If this question is meant to ask if such a rule can always get used in Hilbert Systems, the answer is no. The rule you describe goes by the name of 'conditional introduction'. For that to hold as a rule of inference in a Hilbert system, a deduction meta-theorem has to get proved first. As an example, for the axiom set (in Polish notation) preferred by Lukasiewicz in two of his books, {CCpqCCqrCpr, CCNppp, CpCNpq}, the deduction meta-theorem, so far as I know, has never gotten proved from first principles. Lukasiewicz doesn't give it to you in those books also. That consists of a system where it could get proved, but since no one has proved the deduction meta-theorem for that system it seems (and it's proof isn't simple, nor easy in that system), using a rule of conditional introduction isn't permissible. Also, the deduction meta-theorem doesn't in detail say that using a rule of conditional introduction is permissible exactly, but rather details an algorithm by which a deduction can get transformed into an axiomatic proof given that we have enough space and resources for such a conversion. I mention this here, because for a system with the three Lukasiewicz axioms above, that conversion process would be very lengthy. The conversion process could outstrip the power of the computer/memory in some computational contexts, and thus the algorithm becomes even more theoretical.

Also, and perhaps better, there exist Hilbert type systems where there is no deduction meta-theorem whatsoever. For example, Lukasiewicz three-valued logic with axioms of {CpCqp, CCpqCCqrCpr, CCNpNqCqp, CCCpNppp} and C-detachment {C$\alpha$$\beta$, $\alpha$} $\vdash$ $\beta$ has no deduction meta-theorem, and thus using a rule of conditional introduction could lead us to start with correct premises and draw an incorrect conclusion, even if we adhered to the vert last detail of the formal system.
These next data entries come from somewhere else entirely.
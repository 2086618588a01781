//! TOML-based application configuration.
//!
//! Stores the tunable engine parameters:
//! - Timing profile (production 24h/48h, fast 5s/15s, or custom windows)
//! - Artificial processing delay held by the in-flight guard
//! - UTC offset used to turn check-in instants into calendar dates
//!
//! Configuration is stored at `<data dir>/config.toml`.

use chrono::{Duration, FixedOffset};
use serde::{Deserialize, Serialize};
use std::path::{Path, PathBuf};

use super::data_dir;
use crate::error::ConfigError;
use crate::gate::CooldownGate;

/// Which pair of gate durations to use
#[derive(Debug, Clone, Copy, Default, PartialEq, Eq, Serialize, Deserialize)]
#[serde(rename_all = "lowercase")]
pub enum TimingProfile {
    /// 24h cooldown, 48h reset
    #[default]
    Production,
    /// 5s cooldown, 15s reset
    Fast,
    /// `custom_cooldown_secs` / `custom_reset_secs`
    Custom,
}

/// Gate and processing timing.
#[derive(Debug, Clone, Serialize, Deserialize)]
pub struct TimingConfig {
    #[serde(default)]
    pub profile: TimingProfile,
    #[serde(default = "default_custom_cooldown_secs")]
    pub custom_cooldown_secs: u64,
    #[serde(default = "default_custom_reset_secs")]
    pub custom_reset_secs: u64,
    #[serde(default = "default_processing_delay_ms")]
    pub processing_delay_ms: u64,
    #[serde(default)]
    pub utc_offset_minutes: i32,
}

/// Application configuration.
///
/// Serialized to/from TOML at `<data dir>/config.toml`.
#[derive(Debug, Clone, Default, Serialize, Deserialize)]
pub struct Config {
    #[serde(default)]
    pub timing: TimingConfig,
}

// Default functions
fn default_custom_cooldown_secs() -> u64 {
    24 * 60 * 60
}
fn default_custom_reset_secs() -> u64 {
    48 * 60 * 60
}
fn default_processing_delay_ms() -> u64 {
    600
}

impl Default for TimingConfig {
    fn default() -> Self {
        Self {
            profile: TimingProfile::Production,
            custom_cooldown_secs: default_custom_cooldown_secs(),
            custom_reset_secs: default_custom_reset_secs(),
            processing_delay_ms: default_processing_delay_ms(),
            utc_offset_minutes: 0,
        }
    }
}

impl TimingConfig {
    /// Build the cooldown gate for the selected profile.
    ///
    /// # Errors
    /// Returns `InvalidConfiguration` when the custom windows are not
    /// `0 < cooldown < reset`.
    pub fn gate(&self) -> Result<CooldownGate, ConfigError> {
        match self.profile {
            TimingProfile::Production => Ok(CooldownGate::production()),
            TimingProfile::Fast => Ok(CooldownGate::fast()),
            TimingProfile::Custom => {
                let cooldown = secs_to_duration("timing.custom_cooldown_secs", self.custom_cooldown_secs)?;
                let reset = secs_to_duration("timing.custom_reset_secs", self.custom_reset_secs)?;
                CooldownGate::new(cooldown, reset)
            }
        }
    }

    /// Offset used for calendar dates.
    ///
    /// # Errors
    /// Returns `InvalidValue` for offsets of a day or more.
    pub fn utc_offset(&self) -> Result<FixedOffset, ConfigError> {
        FixedOffset::east_opt(self.utc_offset_minutes.saturating_mul(60)).ok_or_else(|| {
            ConfigError::InvalidValue {
                key: "timing.utc_offset_minutes".into(),
                message: format!("{} is not a valid UTC offset", self.utc_offset_minutes),
            }
        })
    }

    pub fn processing_delay(&self) -> std::time::Duration {
        std::time::Duration::from_millis(self.processing_delay_ms)
    }
}

fn secs_to_duration(key: &str, secs: u64) -> Result<Duration, ConfigError> {
    i64::try_from(secs)
        .ok()
        .and_then(Duration::try_seconds)
        .ok_or_else(|| ConfigError::InvalidValue {
            key: key.into(),
            message: format!("{secs} seconds is out of range"),
        })
}

impl Config {
    fn lookup_path<'a>(
        root: &'a serde_json::Value,
        key: &str,
    ) -> Option<&'a serde_json::Value> {
        if key.is_empty() {
            return None;
        }

        let mut current = root;
        for part in key.split('.') {
            current = current.get(part)?;
        }
        Some(current)
    }

    fn assign_path(
        root: &mut serde_json::Value,
        key: &str,
        value: &str,
    ) -> Result<(), ConfigError> {
        let invalid = |message: String| ConfigError::InvalidValue {
            key: key.to_string(),
            message,
        };

        let mut parts = key.split('.').peekable();
        if parts.peek().is_none() || key.is_empty() {
            return Err(ConfigError::UnknownKey(key.to_string()));
        }

        let mut current = root;
        while let Some(part) = parts.next() {
            if parts.peek().is_none() {
                let obj = current
                    .as_object_mut()
                    .ok_or_else(|| ConfigError::UnknownKey(key.to_string()))?;
                let existing = obj
                    .get(part)
                    .ok_or_else(|| ConfigError::UnknownKey(key.to_string()))?;

                let new_value = match existing {
                    serde_json::Value::Bool(_) => serde_json::Value::Bool(
                        value
                            .parse::<bool>()
                            .map_err(|e| invalid(e.to_string()))?,
                    ),
                    serde_json::Value::Number(_) => {
                        if let Ok(n) = value.parse::<u64>() {
                            serde_json::Value::Number(n.into())
                        } else if let Ok(n) = value.parse::<i64>() {
                            serde_json::Value::Number(n.into())
                        } else {
                            return Err(invalid(format!("cannot parse '{value}' as an integer")));
                        }
                    }
                    serde_json::Value::Object(_) | serde_json::Value::Array(_) => {
                        serde_json::from_str(value).map_err(|e| invalid(e.to_string()))?
                    }
                    _ => serde_json::Value::String(value.into()),
                };

                obj.insert(part.to_string(), new_value);
                return Ok(());
            }

            current = current
                .get_mut(part)
                .ok_or_else(|| ConfigError::UnknownKey(key.to_string()))?;
        }

        Err(ConfigError::UnknownKey(key.to_string()))
    }

    fn collect_leaf_keys(prefix: &str, value: &serde_json::Value, out: &mut Vec<String>) {
        match value.as_object() {
            Some(obj) => {
                for (k, v) in obj {
                    let path = if prefix.is_empty() {
                        k.clone()
                    } else {
                        format!("{prefix}.{k}")
                    };
                    Self::collect_leaf_keys(&path, v, out);
                }
            }
            None => out.push(prefix.to_string()),
        }
    }

    /// Location of the config file.
    ///
    /// # Errors
    /// Returns an error if the data directory cannot be created.
    pub fn path() -> Result<PathBuf, ConfigError> {
        data_dir()
            .map(|dir| dir.join("config.toml"))
            .map_err(|e| ConfigError::LoadFailed {
                path: PathBuf::from("config.toml"),
                message: e.to_string(),
            })
    }

    /// Load from disk or return (and write) the default.
    ///
    /// # Errors
    ///
    /// Returns an error if the config file exists but cannot be parsed,
    /// or if the default config cannot be written to disk.
    pub fn load() -> Result<Self, ConfigError> {
        Self::load_from(&Self::path()?)
    }

    /// Load from an explicit path; a missing file yields the default, which
    /// is written back.
    pub fn load_from(path: &Path) -> Result<Self, ConfigError> {
        match std::fs::read_to_string(path) {
            Ok(content) => {
                let cfg: Config =
                    toml::from_str(&content).map_err(|e| ConfigError::ParseFailed(e.to_string()))?;
                Ok(cfg)
            }
            Err(e) if e.kind() == std::io::ErrorKind::NotFound => {
                let cfg = Self::default();
                cfg.save_to(path)?;
                Ok(cfg)
            }
            Err(e) => Err(ConfigError::LoadFailed {
                path: path.to_path_buf(),
                message: e.to_string(),
            }),
        }
    }

    /// Persist to disk.
    ///
    /// # Errors
    ///
    /// Returns an error if the config cannot be serialized or written to disk.
    pub fn save(&self) -> Result<(), ConfigError> {
        self.save_to(&Self::path()?)
    }

    pub fn save_to(&self, path: &Path) -> Result<(), ConfigError> {
        let save_failed = |message: String| ConfigError::SaveFailed {
            path: path.to_path_buf(),
            message,
        };
        let content = toml::to_string_pretty(self).map_err(|e| save_failed(e.to_string()))?;
        std::fs::write(path, content).map_err(|e| save_failed(e.to_string()))?;
        Ok(())
    }

    /// Get a config value as string by dot-separated key.
    pub fn get(&self, key: &str) -> Option<String> {
        let json = serde_json::to_value(self).ok()?;
        let val = Self::lookup_path(&json, key)?;
        match val {
            serde_json::Value::String(s) => Some(s.clone()),
            other => Some(other.to_string()),
        }
    }

    /// Set a value in memory by dot-separated key, then validate the result.
    ///
    /// # Errors
    ///
    /// Returns an error if the key is unknown, the value cannot be parsed,
    /// or the resulting configuration is invalid.
    pub fn set(&mut self, key: &str, value: &str) -> Result<(), ConfigError> {
        let mut json =
            serde_json::to_value(&*self).map_err(|e| ConfigError::ParseFailed(e.to_string()))?;
        Self::assign_path(&mut json, key, value)?;
        let updated: Config = serde_json::from_value(json).map_err(|e| ConfigError::InvalidValue {
            key: key.to_string(),
            message: e.to_string(),
        })?;
        updated.validate()?;
        *self = updated;
        Ok(())
    }

    /// All dot-separated keys with their current values, sorted.
    pub fn entries(&self) -> Vec<(String, String)> {
        let Ok(json) = serde_json::to_value(self) else {
            return Vec::new();
        };
        let mut keys = Vec::new();
        Self::collect_leaf_keys("", &json, &mut keys);
        keys.sort();
        keys.into_iter()
            .filter_map(|k| self.get(&k).map(|v| (k, v)))
            .collect()
    }

    /// Check that the configuration can build an engine.
    ///
    /// # Errors
    /// Returns the first invalid setting found.
    pub fn validate(&self) -> Result<(), ConfigError> {
        self.timing.gate()?;
        self.timing.utc_offset()?;
        Ok(())
    }
}
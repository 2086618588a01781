//! Point multipliers.
//!
//! Boosts are held in basis points so that applying them and rounding
//! half-up stays exact integer arithmetic.

use serde::{Deserialize, Serialize};
use std::fmt;

const BPS_PER_UNIT: u32 = 10_000;

/// A multiplicative boost fraction, stored in basis points (1% = 100 bps)
#[derive(Debug, Clone, Copy, Default, PartialEq, Eq, PartialOrd, Ord, Hash, Serialize, Deserialize)]
#[serde(transparent)]
pub struct Boost(u32);

impl Boost {
    pub const ZERO: Boost = Boost(0);

    /// Boost granted once a streak reaches [`STREAK_BOOST_DAY`] days
    pub const STREAK: Boost = Boost(1_500);

    pub const fn from_bps(bps: u32) -> Self {
        Boost(bps)
    }

    pub const fn from_percent(percent: u32) -> Self {
        Boost(percent * 100)
    }

    pub fn bps(self) -> u32 {
        self.0
    }

    /// The boost as a real fraction, e.g. `0.15`
    pub fn fraction(self) -> f64 {
        f64::from(self.0) / f64::from(BPS_PER_UNIT)
    }

    /// Whether the boost is a valid fraction in `[0, 1)`
    pub fn is_valid(self) -> bool {
        self.0 < BPS_PER_UNIT
    }

    /// `round_half_up(points * (1 + fraction))`
    pub fn apply(self, points: u32) -> u32 {
        let scaled = u64::from(points) * u64::from(BPS_PER_UNIT + self.0);
        let rounded = (scaled + u64::from(BPS_PER_UNIT / 2)) / u64::from(BPS_PER_UNIT);
        u32::try_from(rounded).unwrap_or(u32::MAX)
    }
}

/// Streak length from which [`Boost::STREAK`] applies
pub const STREAK_BOOST_DAY: u32 = 14;

impl fmt::Display for Boost {
    fn fmt(&self, f: &mut fmt::Formatter<'_>) -> fmt::Result {
        if self.0 % 100 == 0 {
            write!(f, "+{}%", self.0 / 100)
        } else {
            write!(f, "+{:.2}%", f64::from(self.0) / 100.0)
        }
    }
}
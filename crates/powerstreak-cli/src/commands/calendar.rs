use powerstreak_core::projector::{weekly_calendar, DayStatus};
use powerstreak_core::{Clock, SystemClock};

use super::{open_engine, CliResult};

fn label(status: DayStatus) -> &'static str {
    match status {
        DayStatus::Collected => "collected",
        DayStatus::Missed => "missed",
        DayStatus::Today => "today",
        DayStatus::Tomorrow => "tomorrow",
        DayStatus::Locked => "locked",
    }
}

pub async fn run() -> CliResult {
    let engine = open_engine().await?;
    let state = engine.snapshot().await;
    engine.shutdown();

    let today = engine.processor().local_date(SystemClock.now());
    for cell in weekly_calendar(&state, today) {
        let mark = if cell.status == DayStatus::Collected { "*" } else { " " };
        println!(
            "{mark} {} {}  {}",
            cell.weekday(),
            cell.date.format("%m-%d"),
            label(cell.status)
        );
    }
    Ok(())
}
impl Shared {
    /// Process, persist, then replace the state, all under the state lock.
    async fn commit(self: Arc<Self>, _guard: InFlightGuard) -> Result<CheckInResult, CheckInError> {
        let mut state = self.state.lock().await;
        let now = self.clock.now();
        let result = {
            let mut rng = self.rng.lock().unwrap_or_else(|e| e.into_inner());
            self.processor.process(&state, now, &mut **rng)
        }
        .inspect_err(|e| warn!(error = %e, "check-in rejected"))?;

        let store = Arc::clone(&self.store);
        let record = result.clone();
        let written = tokio::task::spawn_blocking(move || store.record(&record))
            .await
            .map_err(StoreError::from)
            .and_then(|r| r);
        if let Err(e) = written {
            warn!(error = %e, "check-in not persisted, state unchanged");
            return Err(CheckInError::PersistenceFailure(e));
        }

        *state = result.new_state.clone();
        self.schedule_reopen(&state, now);
        drop(state);

        info!(
            streak = result.streak_day,
            points = result.points_awarded,
            boost = %result.applied_boost,
            total = result.new_state.total_points,
            "check-in completed"
        );
        self.publish(&result);
        Ok(result)
    }

    async fn install(&self, loaded: Option<StreakState>) -> StreakState {
        let now = self.clock.now();
        let mut next = loaded.unwrap_or_else(|| {
            debug!("no stored streak, starting fresh");
            StreakState::new()
        });
        next.can_check_in_now = self.processor.evaluate(&next, now).is_open();

        let mut state = self.state.lock().await;
        *state = next;
        self.schedule_reopen(&state, now);
        state.clone()
    }

    fn schedule_reopen(&self, state: &StreakState, now: DateTime<Utc>) {
        let GateResult::Cooling { remaining } = self.processor.evaluate(state, now) else {
            self.timer.cancel();
            return;
        };

        let scheduled_for = state.last_check_in_at;
        let shared = Arc::clone(&self.state);
        let events = self.events.clone();
        let clock = Arc::clone(&self.clock);
        self.timer.schedule(remaining, async move {
            let mut state = shared.lock().await;
            if state.last_check_in_at != scheduled_for {
                warn!("stale gate timer ignored");
                return;
            }
            state.can_check_in_now = true;
            drop(state);

            info!("gate reopened");
            let _ = events.send(Event::GateReopened { at: clock.now() });
        });
    }

    fn publish(&self, result: &CheckInResult) {
        let at = result.checked_in_at;
        let mut events = Vec::with_capacity(2 + result.badge_events.len());

        if let Some(previous_streak) = result.broken_streak {
            info!(previous_streak, "streak broken");
            events.push(Event::StreakBroken { previous_streak, at });
        }
        events.push(Event::CheckInCompleted {
            streak: result.streak_day,
            points_awarded: result.points_awarded,
            boost: result.applied_boost,
            mystery_payout: result.mystery_roll.map(|m| m.payout),
            total_points: result.new_state.total_points,
            at,
        });
        for badge in &result.badge_events {
            info!(badge = badge.name(), "badge unlocked");
            events.push(Event::BadgeUnlocked { badge: *badge, at });
        }
        if let Some(rank) = &result.rank_event {
            info!(rank = %rank, "rank unlocked");
            events.push(Event::RankUnlocked {
                rank: rank.clone(),
                at,
            });
        }

        for event in events {
            // No subscribers is fine
            let _ = self.events.send(event);
        }
    }
}

async fn load_blocking(store: &Arc<dyn StreakStore>) -> Result<Option<StreakState>, CheckInError> {
    let store = Arc::clone(store);
    let loaded = tokio::task::spawn_blocking(move || store.load())
        .await
        .map_err(StoreError::from)
        .and_then(|r| r);
    loaded.map_err(|e| {
        warn!(error = %e, "failed to read streak state");
        CheckInError::PersistenceFailure(e)
    })
}
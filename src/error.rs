use thiserror::Error;

// Failure classes surfaced by the radar. Every remote failure ends up as one of
// these and is rendered into a status line at the tick boundary.
#[derive(Error, Debug, Clone, PartialEq)]
pub enum RadarError {
    #[error("Network error: {0}")]
    Transport(String),

    #[error("{0}")]
    Auth(String),

    #[error("{0}")]
    Validation(String),

    #[error("Could not cancel current booking {booking_id}")]
    BookingConflict { booking_id: u64 },

    #[error("Malformed data: {0}")]
    Data(String),

    #[error("API error: {code} - {message}")]
    Api { code: i64, message: String },
}

impl RadarError {
    /// Whether the next tick may retry the failed step on its own.
    pub fn is_retryable(&self) -> bool {
        match self {
            RadarError::Transport(_)
            | RadarError::BookingConflict { .. }
            | RadarError::Data(_)
            | RadarError::Api { .. } => true,
            RadarError::Auth(_) | RadarError::Validation(_) => false,
        }
    }
}

impl From<reqwest::Error> for RadarError {
    fn from(err: reqwest::Error) -> Self {
        if err.is_decode() {
            RadarError::Data(err.to_string())
        } else {
            RadarError::Transport(err.to_string())
        }
    }
}

impl From<serde_json::Error> for RadarError {
    fn from(err: serde_json::Error) -> Self {
        RadarError::Data(err.to_string())
    }
}

#[derive(Error, Debug)]
pub enum ConfigError {
    #[error("{0} not set")]
    Missing(String),

    #[error("{name} has invalid value {value:?}")]
    Invalid { name: String, value: String },
}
"And if it is, why is it missing from the descriptions?"

In the context of an axiomatic or "Hilbert" type system, what comes as missing is that the following rules of inference (in Polish notation) need to get shown as correct meta-logically using only the axioms of the formal system:

$\alpha$$\vdash$C$\beta$$\alpha$

{C$\alpha$C$\beta$$\gamma$, C$\alpha$$\beta$} $\vdash$ C$\alpha$$\gamma$.

This is why you'll often see the pair of axiom schema ($\alpha$$\rightarrow$($\beta$$\rightarrow$$\alpha$)) and (($\alpha$$\rightarrow$($\beta$$\rightarrow$$\gamma$))$\rightarrow$(($\alpha$$\rightarrow$$\beta$)$\rightarrow$($\alpha$$\rightarrow$$\gamma$))) in textbooks, since they lead to the shortest algorithms corresponding with the above two rules of inference.

OR that $\alpha$$\vdash$$\beta$ implies ($\alpha$$\rightarrow$$\beta$), but showing that the above two rules of inference hold consists of the quickest path of doing that.

"If it is not, is there a way to do the same thing with axioms and rules of inference (you can use the abore theorem as an example)?"

No. The above would not be convincing as a demonstration when studying Lukasiewicz three-valued logic or some other system where proving the deduction meta-theorem is not possible. And such reasoning could lead to an error for understanding that or some other system of logic.